Posted by Darrin Fleming on Apr 9, 2015 9:00:00 AM
Darrin Fleming

marketing sales price objections

Last week we discussed how salespeople can overcome objections related to price. Now we want to address how marketing can support sales’ efforts. 

For marketers, problems with price typically show up in the following ways:

  • You’re hearing too many requests from the sales team for discounts or price exceptions.
  • Your average selling price is falling below your target price.

Here are three things marketing can do to keep pricing from becoming a systemic challenge.

1) Help sales secure budget approval.

Salespeople often run into trouble near the end of the buying cycle, when they’re trying to secure budget approval from a finance team. Without a solid business case to justify the cost of investing in your offering, the deal can fall apart. 

Many marketers miss the opportunity to help the sales team at this stage, because they’re more focused on metrics related to the early stages of the buying cycle. But what good are your efforts to generate leads if prospects don’t ultimately covert to customers? If you want to help sales succeed at the end stages of the buying cycle, equip the team with an ROI tool. These tools allow the sales team to build a business case that will convince financial decision-makers to buy your offering.

Could salespeople build a business case on their own? Technically, yes. But it would take a lot of time and, without help from an automated tool, they’re likely to make mistakes that would reflect poorly on your company.

2) Redirect price shoppers.

When prospects come to your website, sometimes they’re just searching for how much your offering costs. Should you provide an easy answer? On one hand, you don’t want to make potential buyers jump through a lot of hoops or frustrate them by withholding information. On the other hand, you don’t want to spook them or risk losing their interest based on price alone.

The best thing to do is leverage their curiosity about price to your advantage. When they visit your website, you should make a value calculator available to them. This type of tool offers an easy and intuitive way for prospects to understand the size and urgency of their business problems.

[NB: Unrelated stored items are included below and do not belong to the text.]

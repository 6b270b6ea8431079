use regex::Regex;
use std::sync::OnceLock;

fn id_patterns() -> &'static [Regex; 3] {
    static PATTERNS: OnceLock<[Regex; 3]> = OnceLock::new();
    PATTERNS.get_or_init(|| {
        [
            r"id=([a-zA-Z0-9_-]+)",
            r"/d/([a-zA-Z0-9_-]+)",
            r"open\?id=([a-zA-Z0-9_-]+)",
        ]
        .map(|pattern| Regex::new(pattern).expect("drive id pattern is valid"))
    })
}

/// Pull a Drive file identifier out of a link or raw token.
///
/// Patterns are tried in order: `id=<token>`, `/d/<token>`, `open?id=<token>`.
/// The first pattern that matches anywhere in the text wins.
pub fn extract_drive_id(text: &str) -> Option<&str> {
    if text.is_empty() {
        return None;
    }

    id_patterns()
        .iter()
        .find_map(|re| re.captures(text).and_then(|caps| caps.get(1)))
        .map(|m| m.as_str())
}

/// Split a cell that may hold several links into its distinct identifiers.
///
/// Fragments are separated by runs of commas, newlines or spaces. Order of
/// first appearance is kept; repeated identifiers are dropped.
pub fn extract_all_drive_ids(cell: &str) -> Vec<String> {
    let mut ids: Vec<String> = Vec::new();

    for fragment in cell
        .split(|c| matches!(c, ',' | '\n' | ' '))
        .map(str::trim)
        .filter(|fragment| !fragment.is_empty())
    {
        if let Some(id) = extract_drive_id(fragment) {
            if !ids.iter().any(|seen| seen == id) {
                ids.push(id.to_string());
            }
        }
    }

    ids
}

#[cfg(test)]
mod tests {
    use super::*;

    #[test]
    fn extracts_query_parameter_form() {
        assert_eq!(
            extract_drive_id("https://drive.google.com/open?id=AAA111"),
            Some("AAA111")
        );
    }

    #[test]
    fn extracts_path_segment_form() {
        assert_eq!(
            extract_drive_id("https://drive.google.com/file/d/1a-B_c/view?usp=sharing"),
            Some("1a-B_c")
        );
    }

    #[test]
    fn query_form_is_tried_before_path_form() {
        assert_eq!(extract_drive_id("https://x.test/d/PATH?id=QUERY"), Some("QUERY"));
    }

    #[test]
    fn returns_none_without_identifier() {
        assert_eq!(extract_drive_id(""), None);
        assert_eq!(extract_drive_id("just some text"), None);
        assert_eq!(extract_drive_id("https://example.com/photo.jpg"), None);
    }

    #[test]
    fn splits_and_deduplicates_cell() {
        let ids = extract_all_drive_ids("id=abc123, id=xyz789\nid=abc123");
        assert_eq!(ids, vec!["abc123", "xyz789"]);
    }

    #[test]
    fn handles_runs_of_delimiters() {
        let ids = extract_all_drive_ids(
            " https://drive.google.com/open?id=one ,, \n\n https://drive.google.com/file/d/two/view ",
        );
        assert_eq!(ids, vec!["one", "two"]);
    }

    #[test]
    fn blank_cell_yields_nothing() {
        assert!(extract_all_drive_ids("").is_empty());
        assert!(extract_all_drive_ids("  \n , ").is_empty());
        assert!(extract_all_drive_ids("no links here").is_empty());
    }
}
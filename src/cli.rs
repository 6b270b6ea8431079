use chrono::NaiveDate;
use clap::{Parser, ValueEnum};

#[derive(Parser, Debug)]
#[command(author, version, about, long_about = None)]
#[command(name = "campaign")]
#[command(about = "Turn a free-form campaign response sheet into normalized records")]
pub struct Cli {
    /// Path to input CSV file
    #[arg(
        value_name = "INPUT",
        conflicts_with = "url",
        required_unless_present_any = ["url", "print_config"]
    )]
    pub input: Option<String>,

    /// Google Sheets link or bare spreadsheet id
    #[arg(long, value_name = "URL", conflicts_with = "input")]
    pub url: Option<String>,

    /// Sheet tab to read when fetching by --url (defaults to 'Form Responses 1')
    #[arg(long, value_name = "NAME", requires = "url")]
    pub sheet: Option<String>,

    /// Path to output file (defaults to stdout)
    #[arg(short, long)]
    pub output: Option<String>,

    /// Output format
    #[arg(long, value_enum, default_value_t = OutputFormat::Json)]
    pub format: OutputFormat,

    /// TOML file overriding the built-in column aliases
    #[arg(long, value_name = "FILE")]
    pub config: Option<String>,

    /// Keep responses dated on or after this day (YYYY-MM-DD)
    #[arg(long, value_name = "DATE")]
    pub from: Option<NaiveDate>,

    /// Keep responses dated on or before this day (YYYY-MM-DD)
    #[arg(long, value_name = "DATE")]
    pub to: Option<NaiveDate>,

    /// Keep responses whose name, remark or place contains this text
    #[arg(long, value_name = "TEXT")]
    pub search: Option<String>,

    /// Keep only responses with at least one photo or video
    #[arg(long)]
    pub has_media: bool,

    /// Show detailed mapping statistics
    #[arg(long)]
    pub stats: bool,

    /// Print the text digest used for AI summaries
    #[arg(long)]
    pub digest: bool,

    /// Print the default mapping configuration and exit
    #[arg(long)]
    pub print_config: bool,
}

#[derive(Clone, Copy, Debug, ValueEnum, PartialEq, Eq, Hash)]
pub enum OutputFormat {
    /// Array of records with every field
    Json,
    /// Flat table with the list-view columns
    Csv,
}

Any prospect that uses a value calculator comes away with a better understanding of how you are going to solve their problems. This shifts the focus away from how much your offering is going to cost and toward how much they are going to save and/or grow sales. You have now converted the site visitor from a price shopper to someone who’s invested in what your solution can do for them. This is an organic way to help your sales team center the conversation on value and avoid getting bogged down by price objections.

3) Imagine new worlds.

Most buyers think they know what they want and need. The truth is, they’re not always right. As Henry Ford said, “If I had asked people what they wanted, they would have said faster horses.”

Customers don’t always know what you’re capable of producing or how it might help them solve existing problems. Other times, they’re not even aware of problems that are costing them money or preventing them from reaching their revenue potential. This is when an online assessment tool becomes an excellent resource to help buyers identify gaps in their performance.

When buyers begin to understand that there’s a better way, price becomes less of a concern. Since the prospect didn’t know he had a problem in the first place, sales can establish the value of your solution without having to face buyers’ preconceived ideas of the required investment.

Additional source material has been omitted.